Пока помещик исправно удовлетворял этому требованию правительства, он свободно пользовался своим поместьем так же, как вотчиной. Хозяйственная его деятельность не была ничем стеснена: размеры запашки и способы обработки земли зависели всецело от его усмотрения; крестьяне обязаны были слушать во всем помещика так же, как вотчинника, «пашню на него пахать и доход платить ему хлебный, денежный и всякий мелкий доход, чем он их ни изоброчит». Имея право пользования (jus utendi), помещик не мог, однако, злоупотреблять этим правом (jus abutendi). Правительство обязывало его «не пустошити поместья, дворов не развозити», не разгонять крестьян непомерными поборами, не переводить их с поместных земель на вотчинные. В 1621 году правительство даже определило наказание кнутом за опустошение поместья. Но это распоряжение не исполнялось и впоследствии не подтверждалось; запрещение разорять поместье отнесено было Уложением 1649 года только к мурзам и татарам. Оно не могло стеснять помещиков вследствие отсутствия правительственного контроля над их хозяйствами. Когда владелец просил обменять его старое запустошенное поместье на новое, правительство производило обстоятельное расследование, не было ли разорено поместье по вине самого помещика; но если оказывалось, что оно запустело «не от голоду и не от лихого поветрия, не от тягла и не от кого иного, как от самого помещика», то правительство ограничивалось тем, что не удовлетворяло его челобитья и оставляло ему разоренное имение[133]

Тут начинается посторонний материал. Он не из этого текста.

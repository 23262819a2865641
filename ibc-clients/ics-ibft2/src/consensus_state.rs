//! Implements the `ConsensusState` trait on a newtype wrapper around the
//! `ibc_client_ibft2_types::ConsensusState` type, so that the foreign trait
//! can be implemented on the foreign type.

use ibc_client_ibft2_types::error::Ibft2ClientError;
use ibc_client_ibft2_types::proto::v1::ConsensusState as RawIbft2ConsensusState;
use ibc_client_ibft2_types::{Address, ConsensusState as ConsensusStateType, Header};
use ibc_core_client::context::consensus_state::ConsensusState as ConsensusStateTrait;
use ibc_core_client::types::error::ClientError;
use ibc_core_commitment_types::commitment::CommitmentRoot;
use ibc_primitives::prelude::*;
use ibc_primitives::proto::{Any, Protobuf};
use ibc_primitives::Timestamp;

/// Newtype wrapper around the `ConsensusState` type imported from the
/// `ibc-client-ibft2-types` crate.
#[cfg_attr(feature = "serde", derive(serde::Serialize, serde::Deserialize))]
#[derive(Clone, Debug, PartialEq, Eq)]
pub struct ConsensusState(ConsensusStateType);

impl ConsensusState {
    pub fn inner(&self) -> &ConsensusStateType {
        &self.0
    }

    pub fn into_inner(self) -> ConsensusStateType {
        self.0
    }

    pub fn validators(&self) -> &[Address] {
        self.0.validators()
    }
}

impl From<ConsensusStateType> for ConsensusState {
    fn from(consensus_state: ConsensusStateType) -> Self {
        Self(consensus_state)
    }
}

impl From<Header> for ConsensusState {
    fn from(header: Header) -> Self {
        Self(ConsensusStateType::from(header))
    }
}

impl Protobuf<RawIbft2ConsensusState> for ConsensusState {}

impl TryFrom<RawIbft2ConsensusState> for ConsensusState {
    type Error = Ibft2ClientError;

    fn try_from(raw: RawIbft2ConsensusState) -> Result<Self, Self::Error> {
        Ok(Self(ConsensusStateType::try_from(raw)?))
    }
}

impl From<ConsensusState> for RawIbft2ConsensusState {
    fn from(consensus_state: ConsensusState) -> Self {
        consensus_state.0.into()
    }
}

impl Protobuf<Any> for ConsensusState {}

impl TryFrom<Any> for ConsensusState {
    type Error = ClientError;

    fn try_from(raw: Any) -> Result<Self, Self::Error> {
        Ok(Self(ConsensusStateType::try_from(raw)?))
    }
}

impl From<ConsensusState> for Any {
    fn from(consensus_state: ConsensusState) -> Self {
        consensus_state.0.into()
    }
}

impl ConsensusStateTrait for ConsensusState {
    fn root(&self) -> &CommitmentRoot {
        self.0.root()
    }

    fn timestamp(&self) -> Timestamp {
        self.0.timestamp()
    }

    fn encode_vec(self) -> Vec<u8> {
        <Self as Protobuf<Any>>::encode_vec(self)
    }
}
//! The callbacks every IBC application implements.
//!
//! Each channel handshake step has a `_validate` callback, which may veto the
//! step, and an `_execute` callback, which applies the application's state
//! changes. Receiving a packet cannot fail: an application reports failure
//! through an error acknowledgement instead.

use core::fmt::Debug;

use ibc_core_channel_types::acknowledgement::Acknowledgement;
use ibc_core_channel_types::channel::{Counterparty, Order};
use ibc_core_channel_types::error::{ChannelError, PacketError};
use ibc_core_channel_types::packet::Packet;
use ibc_core_channel_types::Version;
use ibc_core_host_types::identifiers::{ChannelId, ConnectionId, PortId};
use ibc_core_router_types::module::ModuleExtras;
use ibc_primitives::prelude::*;
use ibc_primitives::Signer;

pub trait Module: Debug {
    fn on_chan_open_init_validate(
        &self,
        order: Order,
        connection_hops: &[ConnectionId],
        port_id: &PortId,
        channel_id: &ChannelId,
        counterparty: &Counterparty,
        version: &Version,
    ) -> Result<Version, ChannelError>;

    fn on_chan_open_init_execute(
        &mut self,
        order: Order,
        connection_hops: &[ConnectionId],
        port_id: &PortId,
        channel_id: &ChannelId,
        counterparty: &Counterparty,
        version: &Version,
    ) -> Result<(ModuleExtras, Version), ChannelError>;

    fn on_chan_open_try_validate(
        &self,
        order: Order,
        connection_hops: &[ConnectionId],
        port_id: &PortId,
        channel_id: &ChannelId,
        counterparty: &Counterparty,
        counterparty_version: &Version,
    ) -> Result<Version, ChannelError>;

    fn on_chan_open_try_execute(
        &mut self,
        order: Order,
        connection_hops: &[ConnectionId],
        port_id: &PortId,
        channel_id: &ChannelId,
        counterparty: &Counterparty,
        counterparty_version: &Version,
    ) -> Result<(ModuleExtras, Version), ChannelError>;

    fn on_chan_open_ack_validate(
        &self,
        _port_id: &PortId,
        _channel_id: &ChannelId,
        _counterparty_version: &Version,
    ) -> Result<(), ChannelError> {
        Ok(())
    }

    fn on_chan_open_ack_execute(
        &mut self,
        _port_id: &PortId,
        _channel_id: &ChannelId,
        _counterparty_version: &Version,
    ) -> Result<ModuleExtras, ChannelError> {
        Ok(ModuleExtras::empty())
    }

    fn on_chan_open_confirm_validate(
        &self,
        _port_id: &PortId,
        _channel_id: &ChannelId,
    ) -> Result<(), ChannelError> {
        Ok(())
    }

    fn on_chan_open_confirm_execute(
        &mut self,
        _port_id: &PortId,
        _channel_id: &ChannelId,
    ) -> Result<ModuleExtras, ChannelError> {
        Ok(ModuleExtras::empty())
    }

    fn on_chan_close_init_validate(
        &self,
        _port_id: &PortId,
        _channel_id: &ChannelId,
    ) -> Result<(), ChannelError> {
        Ok(())
    }

    fn on_chan_close_init_execute(
        &mut self,
        _port_id: &PortId,
        _channel_id: &ChannelId,
    ) -> Result<ModuleExtras, ChannelError> {
        Ok(ModuleExtras::empty())
    }

    fn on_chan_close_confirm_validate(
        &self,
        _port_id: &PortId,
        _channel_id: &ChannelId,
    ) -> Result<(), ChannelError> {
        Ok(())
    }

    fn on_chan_close_confirm_execute(
        &mut self,
        _port_id: &PortId,
        _channel_id: &ChannelId,
    ) -> Result<ModuleExtras, ChannelError> {
        Ok(ModuleExtras::empty())
    }

    fn on_recv_packet_execute(
        &mut self,
        packet: &Packet,
        relayer: &Signer,
    ) -> (ModuleExtras, Acknowledgement);

    fn on_acknowledgement_packet_validate(
        &self,
        packet: &Packet,
        acknowledgement: &Acknowledgement,
        relayer: &Signer,
    ) -> Result<(), PacketError>;

    fn on_acknowledgement_packet_execute(
        &mut self,
        packet: &Packet,
        acknowledgement: &Acknowledgement,
        relayer: &Signer,
    ) -> (ModuleExtras, Result<(), PacketError>);

    fn on_timeout_packet_validate(
        &self,
        packet: &Packet,
        relayer: &Signer,
    ) -> Result<(), PacketError>;

    fn on_timeout_packet_execute(
        &mut self,
        packet: &Packet,
        relayer: &Signer,
    ) -> (ModuleExtras, Result<(), PacketError>);
}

.Свободно хозяйничая в поместном имении, помещик был его временным, условным владельцем. Он был столь же не обеспечен во владении поместьем, как чиновник в получении жалованья. Владение поместьем было строго обусловлено службой; помещик имел на него право пользования, но не имел прав распоряжения. В противоположность вотчине поместье не было не только наследственным, но даже пожизненным владением. Условность обладания им ставила помещика в полную зависимость от Разрядного приказа. Не явится помещик вовремя на службу, постигнет его неизлечимая болезнь, навлечет он на себя опалу, и он лишается части или же всего своего поместного имения.

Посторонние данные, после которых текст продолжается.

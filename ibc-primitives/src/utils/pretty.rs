//! Pretty printing utilities.

use core::fmt::{Display, Error as FmtError, Formatter};

/// A slice type that implements the `Display` trait to pretty-print the contained elements.
pub struct PrettySlice<'a, T>(pub &'a [T]);

impl<'a, T: Display> Display for PrettySlice<'a, T> {
    fn fmt(&self, f: &mut Formatter<'_>) -> Result<(), FmtError> {
        write!(f, "[ ")?;
        let mut vec_iterator = self.0.iter().peekable();
        while let Some(element) = vec_iterator.next() {
            write!(f, "{element}")?;
            // If it is not the last element, add separator.
            if vec_iterator.peek().is_some() {
                write!(f, ", ")?;
            }
        }
        write!(f, " ]")
    }
}

#[cfg(test)]
mod tests {
    use super::*;
    use crate::prelude::*;

    #[test]
    fn test_pretty_vec_display() {
        let expected_output = "[ one, two, three ]";

        let string_vec = vec!["one", "two", "three"];
        let pretty_vec = PrettySlice(&string_vec);

        assert_eq!(pretty_vec.to_string(), expected_output);
    }

    #[test]
    fn test_pretty_vec_empty_vec() {
        let expected_output = "[  ]";

        let string_vec: Vec<String> = vec![];
        let pretty_vec = PrettySlice(&string_vec);

        assert_eq!(pretty_vec.to_string(), expected_output);
    }

    #[test]
    fn test_pretty_vec_single_element() {
        let expected_output = "[ one ]";

        let string_vec = vec!["one"];
        let pretty_vec = PrettySlice(&string_vec);

        assert_eq!(pretty_vec.to_string(), expected_output);
    }
}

Подобно жалованью, поместные наделы увеличивались за долговременную исправную службу и особые служебные заслуги и уменьшались, когда дворянин оказывался неисправным или неспособным нести впредь ту службу, какую нес раньше. Время от времени производились смотры служилым людям и переделы поместий. Особо назначенные для того лица высших чинов, бояре или окольничие с дьяками, при содействии выборных из местного дворянства «окладчиков», разбирали и верстали служилых людей, определяли, кто кому в версту, к какой статье поместного оклада должен быть причислен каждый помещик. Данные о каждом помещике заносились в составлявшиеся при этом разборные списки и десятни. Размеры поместных имений увеличивались или уменьшались сообразно прежней службе и служебной годности дворян и детей боярских. Бояре и дьяки «смотрели детей боярских и, которые собой и службой добры, а поместным окладом поверстаны мало, тем, расспрашивая про службу окладчиков, окладов прибавливали, а которые собой и службой худы и верстаны поместными оклады большими, у тех оклады убавливали». Окладчики из местных дворян должны были дать все необходимые для этого сведения: «кому мочно и кому немочно вперед государеву службу служити», и как кто служил ранее, «на срок ли (в срок) приезжают на государеву службу дети боярские и с государевы службы до отпуску не съезжают ли», и чем объясняется неисправность службы некоторых из них, «кто к службам ленив за бедностью, кто ленив за старостью или увечьем и кто воровством и огурством».